The possession of a high market share in a market open to 
competition may not, of itself, be deemed to be an abuse of market 
power; however, this sentence shall not affect the application of 
state and federal antitrust laws.
	(a-1)  Notwithstanding any other law, a qualifying person 
may pursue a private right of action under Section 39.158(b) or 
under Sections 15.01 through 15.26, Business & Commerce Code, based 
on a violation of this section, for damages or for injunctive 
relief, against a power generation company, a power marketer, a 
retail electric provider, or any other supplier of wholesale or 
retail electricity, other than a transmission and distribution 
utility, operating in ERCOT.  A qualifying person is not required to 
bring an administrative action before pursuing a private right of 
action.  In this subsection, "qualifying person" means a retail 
electric provider that meets the requirements for standing to sue 
for market power abuses under Sections 15.01 through 15.26, 
Business & Commerce Code.
	(9)  Add to the bill the following SECTION, numbered 
appropriately:          
	SECTION ____.  Subchapter D, Chapter 39, Utilities Code, is 
amended by adding Section 39.159 to read as follows:
	Sec. 39.159.  CONSIDERATION AND APPROVAL OF CERTAIN 
TRANSACTIONS. (a) To protect retail customers in this state, 
notwithstanding any other provision of this title, an electric 
utility or transmission and distribution utility must report to the 
commission not less than 120 days before the closing of any 
transaction in which:
		(1)  the electric utility or transmission and 
distribution utility will be merged or consolidated with another 
electric utility or transmission and distribution utility; or
		(2)  at least 50 percent of the stock of the electric 
utility or transmission and distribution utility will be sold.

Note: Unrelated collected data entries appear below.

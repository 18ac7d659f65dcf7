//! API error handling module
//!
//! Renders a mapped [`TransportStatus`] (or a malformed request) as an HTTP
//! response with a `{ "error", "code" }` JSON body.

use axum::{
    http::StatusCode,
    response::{IntoResponse, Response},
    Json,
};
use streetview_core::{TransportCode, TransportStatus};
use thiserror::Error;

#[derive(Debug, Error)]
pub enum ApiError {
    /// A status produced by the error mapper
    #[error("{}", .0.message)]
    Status(TransportStatus),

    /// Request could not be parsed (missing or non-numeric query parameters)
    #[error("Bad request: {0}")]
    BadRequest(String),
}

impl ApiError {
    pub fn bad_request(message: impl Into<String>) -> Self {
        Self::BadRequest(message.into())
    }

    /// Get the HTTP status code for this error
    pub fn status_code(&self) -> StatusCode {
        match self {
            Self::Status(status) => match status.code {
                TransportCode::Ok => StatusCode::OK,
                TransportCode::InvalidArgument => StatusCode::BAD_REQUEST,
                TransportCode::NotFound => StatusCode::NOT_FOUND,
                TransportCode::Unknown => StatusCode::INTERNAL_SERVER_ERROR,
            },
            Self::BadRequest(_) => StatusCode::BAD_REQUEST,
        }
    }

    fn error_code(&self) -> &'static str {
        match self {
            Self::Status(status) => status.code.as_str(),
            Self::BadRequest(_) => TransportCode::InvalidArgument.as_str(),
        }
    }
}

impl From<TransportStatus> for ApiError {
    fn from(status: TransportStatus) -> Self {
        Self::Status(status)
    }
}

impl IntoResponse for ApiError {
    fn into_response(self) -> Response {
        let status = self.status_code();
        let code = self.error_code();
        let message = self.to_string();

        if status.is_server_error() {
            tracing::error!(status = %status, code = code, "Server error");
        } else {
            tracing::warn!(status = %status, code = code, error = %message, "Client error");
        }

        let body = serde_json::json!({
            "error": message,
            "code": code,
        });

        (status, Json(body)).into_response()
    }
}
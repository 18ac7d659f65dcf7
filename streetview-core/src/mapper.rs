//! Classification of pipeline errors into the outward status vocabulary.
//!
//! User errors are looked up by code and keep their caller-safe message.
//! Application errors are logged once here and never leave the process: the
//! caller only sees the generic unknown status.

use std::collections::HashMap;
use std::fmt;
use std::sync::{Arc, LazyLock};

use crate::error::{codes, messages, RetrievalError};
use crate::logging::LoggingChain;

pub const OK_MESSAGE: &str = "The operation completed successfully.";
pub const UNKNOWN_ERROR_MESSAGE: &str = "An unknown error occurred, please retry the request later.";

#[derive(Debug, Clone, Copy, PartialEq, Eq, Hash)]
pub enum TransportCode {
    Ok,
    InvalidArgument,
    NotFound,
    Unknown,
}

impl TransportCode {
    pub fn as_str(&self) -> &'static str {
        match self {
            Self::Ok => "OK",
            Self::InvalidArgument => "INVALID_ARGUMENT",
            Self::NotFound => "NOT_FOUND",
            Self::Unknown => "UNKNOWN",
        }
    }
}

impl fmt::Display for TransportCode {
    fn fmt(&self, f: &mut fmt::Formatter<'_>) -> fmt::Result {
        f.write_str(self.as_str())
    }
}

#[derive(Debug, Clone, Copy, PartialEq, Eq)]
pub struct TransportStatus {
    pub code: TransportCode,
    pub message: &'static str,
}

impl TransportStatus {
    const fn new(code: TransportCode, message: &'static str) -> Self {
        Self { code, message }
    }

    pub const fn ok() -> Self {
        Self::new(TransportCode::Ok, OK_MESSAGE)
    }

    pub const fn unknown() -> Self {
        Self::new(TransportCode::Unknown, UNKNOWN_ERROR_MESSAGE)
    }

    pub fn is_ok(&self) -> bool {
        self.code == TransportCode::Ok
    }
}

static USER_ERRORS: LazyLock<HashMap<&'static str, TransportStatus>> = LazyLock::new(|| {
    HashMap::from([
        (
            codes::EMPTY_CORRELATION_ID,
            TransportStatus::new(TransportCode::InvalidArgument, messages::EMPTY_CORRELATION_ID),
        ),
        (
            codes::INVALID_CORRELATION_ID,
            TransportStatus::new(TransportCode::InvalidArgument, messages::INVALID_CORRELATION_ID),
        ),
        (
            codes::INVALID_LOCATION,
            TransportStatus::new(TransportCode::NotFound, messages::INVALID_LOCATION),
        ),
    ])
});

pub struct ErrorMapper {
    logger: Arc<LoggingChain>,
}

impl ErrorMapper {
    pub fn new(logger: Arc<LoggingChain>) -> Self {
        Self { logger }
    }

    pub async fn map_to_transport_error(&self, err: Option<&RetrievalError>) -> TransportStatus {
        match err {
            None => TransportStatus::ok(),
            Some(RetrievalError::Application(message)) => {
                self.logger
                    .error(&format!("Received non-user error: {message}"))
                    .await;
                TransportStatus::unknown()
            }
            Some(RetrievalError::User { code, .. }) => USER_ERRORS
                .get(code.as_str())
                .copied()
                .unwrap_or_else(TransportStatus::unknown),
        }
    }
}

	(b)  The parties to a transaction described by Subsection (a) 
may not be required to obtain commission approval or to complete the 
commission review process before the closing of the transaction.
	(c)  The commission shall review a transaction described by 
Subsection (a) to determine whether the transaction is consistent 
with the public interest under the standards provided by Section 
14.101.
	(d)  If an electric utility or transmission and distribution 
utility or a person seeking to acquire or merge with an electric 
utility or transmission and distribution utility files with the 
commission a stipulation, representation, or commitment in advance 
of or as part of a filing described by this section or by Section 
14.101, the commission may enforce the stipulation, 
representation, or commitment to the extent that the stipulation, 
representation, or commitment is consistent with the standards 
provided by this section and Section 14.101.
	(10)  In Section 39.2021(d), Utilities Code, as added by 
SECTION 5 of the bill (page 8, line 1), strike "service plan offered 
to residential customers" and substitute "service plan offered by 
the provider to residential customers".
	(11)  Add to the bill the following SECTION, numbered 
appropriately:         
	SECTION ____. Subchapter Z, Chapter 39, Utilities Code, is 
amended by adding Section 39.911 to read as follows:
	Sec. 39.911.  BILL FOR UTILITY SERVICES.  A retail electric 
provider with more than 250,000 residential customers in this state 
that, on December 31, 2006, was required to offer service to 
residential customers at the price to beat under Section 39.202, 
shall include on the first page of a bill for services sent to a 
customer the following language printed in at least 12-point type:  
"To see competitor pricing and service plans, please visit the 
Public Utility Commission website: www.powertochoose.com."
	(12)  Renumber SECTIONS accordingly.